The challenges facing women lawyers, especially those with family and childcare responsibilities, continue to loom large as impediments to career advancement, and the solutions are complicated. It is hard to be in two places at one time — hard to be home at night caring for family and also wining and dining clients — and the responsibility for family care and stability, even with the increased participation of mates, likely will continue to reside largely with women.
The nurturing gene is not going to disappear, and we don’t want it to. We are proud of who we are and our ability to reproduce and nurture. It brings us joy —- but so does practicing our profession. And that is the rub.
Although maternity leave seems so fundamental, it took a long time before enactment of the Family and Medical Leave Act, which gave rise to most law firm paid maternity and parental leave programs. As fundamental as it may now seem, in my experience the need for maternity leave is not universally accepted behind all closed doors.
There is still a lot of resentment attached to what is too often regarded as a three-month vacation by mostly male lawyers who have no experience with caring for newborns. You know them — the ones who are jealous of the time young women lawyers are allowed away from the pressures of the office for as much as three months. The “burdened ones,” who resent the work that falls to them in the wake of maternity leave departures by their female colleagues. And especially the single males, who have no experience with newborns and cannot relate to the experience at all.
I had a crash course in maternity leave recently when I spent time with a new mommy/lawyer. It had a profound effect on me, and I have been thinking about it ever since. Specifically, I have been thinking about the need for a more realistic view of maternity leave.
So here is what I hope you tell all your male colleagues, who may need a refresher course on maternity leave. And your senior female colleagues, who may also be resentful of programs that were not available to them in the day. That is an even greater problem … but I digress.
Most new mothers want to do everything right, and they spend months prior to the birth of their babies reading and studying and preparing. Mommy/lawyers, who research for a living, are certainly no exception. In fact, many mommy/lawyers are “Type A” personalities, which makes getting it right compelling in the most perfectionist of ways.
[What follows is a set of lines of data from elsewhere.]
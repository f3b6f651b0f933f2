//! The phase execution contract.
//!
//! A phase is a single step in a pipeline. Phases are stateless and
//! reusable across tasks: all per-execution data flows through the
//! [`ExecutionContext`]. The contract is deliberately a small trait rather
//! than a class hierarchy — each phase implements validate/build/interpret
//! and a single generic executor owns the retry loop.

use std::collections::HashMap;
use std::path::PathBuf;
use std::str::FromStr;

use serde::{Deserialize, Serialize};

use crate::orchestrator::ExecutionContext;

/// Severity of a detected vulnerability.
#[derive(
    Debug, Clone, Copy, Serialize, Deserialize, PartialEq, Eq, PartialOrd, Ord, Default,
)]
#[serde(rename_all = "snake_case")]
pub enum Severity {
    Low,
    #[default]
    Medium,
    High,
    Critical,
}

impl Severity {
    pub fn as_str(&self) -> &'static str {
        match self {
            Self::Low => "low",
            Self::Medium => "medium",
            Self::High => "high",
            Self::Critical => "critical",
        }
    }
}

impl std::fmt::Display for Severity {
    fn fmt(&self, f: &mut std::fmt::Formatter<'_>) -> std::fmt::Result {
        f.write_str(self.as_str())
    }
}

impl FromStr for Severity {
    type Err = String;

    fn from_str(s: &str) -> Result<Self, Self::Err> {
        match s {
            "low" => Ok(Self::Low),
            "medium" => Ok(Self::Medium),
            "high" => Ok(Self::High),
            "critical" => Ok(Self::Critical),
            _ => Err(format!("Invalid severity: {}", s)),
        }
    }
}

/// A vulnerability reported by the agent runtime / security scanner.
#[derive(Debug, Clone, Serialize, Deserialize)]
pub struct Vulnerability {
    /// Scanner rule that fired (e.g. "secrets-in-diff").
    pub rule: String,
    pub severity: Severity,
    pub description: String,
    #[serde(default, skip_serializing_if = "Option::is_none")]
    pub file: Option<String>,
}

/// A single tool invocation made by the agent during a run.
#[derive(Debug, Clone, Serialize, Deserialize)]
pub struct ToolCall {
    pub tool: String,
    #[serde(default)]
    pub input: serde_json::Value,
}

/// Request handed to the agent-execution runtime for one phase attempt.
#[derive(Debug, Clone, Serialize, Deserialize)]
pub struct AgentRequest {
    pub task_id: String,
    pub phase: String,
    /// Agent-type tag, used by the runtime to pick a persona/toolset.
    pub agent_type: String,
    pub prompt: String,
    #[serde(default, skip_serializing_if = "Option::is_none")]
    pub system_prompt: Option<String>,
    pub workspace: PathBuf,
}

/// Raw result of one agent run, as returned by the external runtime.
#[derive(Debug, Clone, Default, Serialize, Deserialize)]
pub struct AgentOutcome {
    pub final_output: String,
    #[serde(default)]
    pub tool_calls: Vec<ToolCall>,
    #[serde(default)]
    pub turns: u32,
    #[serde(default)]
    pub vulnerabilities: Vec<Vulnerability>,
}

impl AgentOutcome {
    /// Convenience constructor for a plain text outcome.
    pub fn text(output: &str) -> Self {
        Self {
            final_output: output.to_string(),
            turns: 1,
            ..Default::default()
        }
    }
}

/// Interpreted result of one phase invocation, stored in the execution's
/// results map keyed by phase name.
#[derive(Debug, Clone, Serialize, Deserialize)]
pub struct PhaseResult {
    pub success: bool,
    /// Opaque output payload; later phases read it (e.g. Judge reads
    /// Development's output).
    #[serde(default)]
    pub output: serde_json::Value,
    #[serde(default, skip_serializing_if = "Option::is_none")]
    pub error: Option<String>,
    #[serde(default, skip_serializing_if = "HashMap::is_empty")]
    pub metadata: HashMap<String, serde_json::Value>,
}

impl PhaseResult {
    pub fn ok(output: serde_json::Value) -> Self {
        Self {
            success: true,
            output,
            error: None,
            metadata: HashMap::new(),
        }
    }

    pub fn fail(error: impl Into<String>) -> Self {
        Self {
            success: false,
            output: serde_json::Value::Null,
            error: Some(error.into()),
            metadata: HashMap::new(),
        }
    }

    pub fn with_metadata(mut self, key: &str, value: serde_json::Value) -> Self {
        self.metadata.insert(key.to_string(), value);
        self
    }
}

/// Functional role of a phase within a pipeline. The story loop locates
/// the Development/Review/Fix phases by role rather than by name.
#[derive(Debug, Clone, Copy, Serialize, Deserialize, PartialEq, Eq)]
#[serde(rename_all = "snake_case")]
pub enum PhaseRole {
    Analysis,
    Development,
    Review,
    Fix,
    Other,
}

impl PhaseRole {
    pub fn as_str(&self) -> &'static str {
        match self {
            Self::Analysis => "analysis",
            Self::Development => "development",
            Self::Review => "review",
            Self::Fix => "fix",
            Self::Other => "other",
        }
    }
}

impl std::fmt::Display for PhaseRole {
    fn fmt(&self, f: &mut std::fmt::Formatter<'_>) -> std::fmt::Result {
        f.write_str(self.as_str())
    }
}

/// The per-phase execution contract.
///
/// `run` is deliberately absent: execution is delegated to the external
/// agent runtime by the [`PhaseExecutor`](super::PhaseExecutor), which owns
/// the retry loop and the security short-circuit. Implementations stay
/// pure: inspect the context, build a request, interpret an outcome.
pub trait PhaseSpec: Send + Sync {
    fn name(&self) -> &str;

    fn description(&self) -> &str;

    /// Agent-type tag forwarded to the runtime.
    fn agent_type(&self) -> &str;

    fn role(&self) -> PhaseRole {
        PhaseRole::Other
    }

    /// The phase this one reads output from, if any. The executor refuses
    /// to run a phase whose declared predecessor is part of the pipeline
    /// but has not produced a successful result; a pipeline that omits the
    /// predecessor entirely waives the check.
    fn predecessor(&self) -> Option<&str> {
        None
    }

    /// Check preconditions. Returning false fails the phase immediately
    /// with a validation error; the runtime is never invoked.
    fn validate(&self, ctx: &ExecutionContext) -> bool;

    /// Build the agent request for this phase. Called once per phase
    /// invocation — retries reuse the same request.
    fn build_request(&self, ctx: &ExecutionContext) -> AgentRequest;

    /// Interpret the raw agent outcome into a phase result. A result with
    /// `success == false` re-enters the executor's retry loop while
    /// attempts remain.
    fn interpret(&self, outcome: &AgentOutcome, ctx: &ExecutionContext) -> PhaseResult;
}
These mommy/lawyers devote their days and their sleepless nights to trial and error. Babies need nourishment every 2 to 3 hours for as much as an hour at a time, and the baby nursing, bathing, sterilization of EVERYTHING which comes in contact with baby, especially during COVID-19, the mounds of laundry that even a tiny baby can produce, and a possible quick shower for mommy take up what is left of the day. The new mom eats anything that others will prepare for her. And she falls into bed praying for a few moments of quiet that now passes for personal time.
The night is especially taxing. The schedule is the same as in the day, but it is done during dark and lonely hours that used to be for sleeping. Now those hours are for nursing, burping, rocking, changing diapers, and coaxing the precious bundle of joy back to sleep. Sometimes that works well, and sometimes it does not. Soon the sun rises, and it begins all over again.
Caring for a newborn also does not include much interaction with adults. Even when the baby daddy comes home at night, he also is sleep deprived and is not much of a conversationalist. He is likely to be more interested in a cold beer and vegging out in front of the TV. And you can’t blame him because he does not completely understand the drill, and he also knows that the beer he drinks will not give the baby gas!
Don’t get me wrong. Babies are a blessing — a wonderful blessing. But caring for a newborn is hard. And just when it becomes a little less stressful and exhausting, maternity leave is over and it is time to return to lawyer work —- work that was demanding even before baby and is now in competition with baby time.
It has been a long time since I cared for newborns, and memories fade with age. So here’s the question that has been haunting me since my recent experience with maternity leave: If I did not remember the demanding schedule and sleep deprivation as vividly as I should have from my experience 35-plus years ago, how are many male colleagues in law offices supposed to relate to maternity leave as anything more than a boondoggle?
By reading this blog for starters. Feel free to share it liberally. I hope that it dispels the notion that new mommy/lawyers are gaming the system for some fun-filled R & R. I hope that the gravity of it hits home.
And don’t stop with your young and inexperienced male colleagues. Many senior male lawyers in management positions need this information, too. Although they are typically older and more likely to be fathers themselves, they probably were not there for the lonely and protracted days of exhaustion that the responsibility for a new life entails. And many of their baby’s mothers did not experience self-doubt and conflict as the clock ticked away and they came closer and closer to returning to demanding legal jobs. Truth be known, most of those new mothers did not have jobs to return to.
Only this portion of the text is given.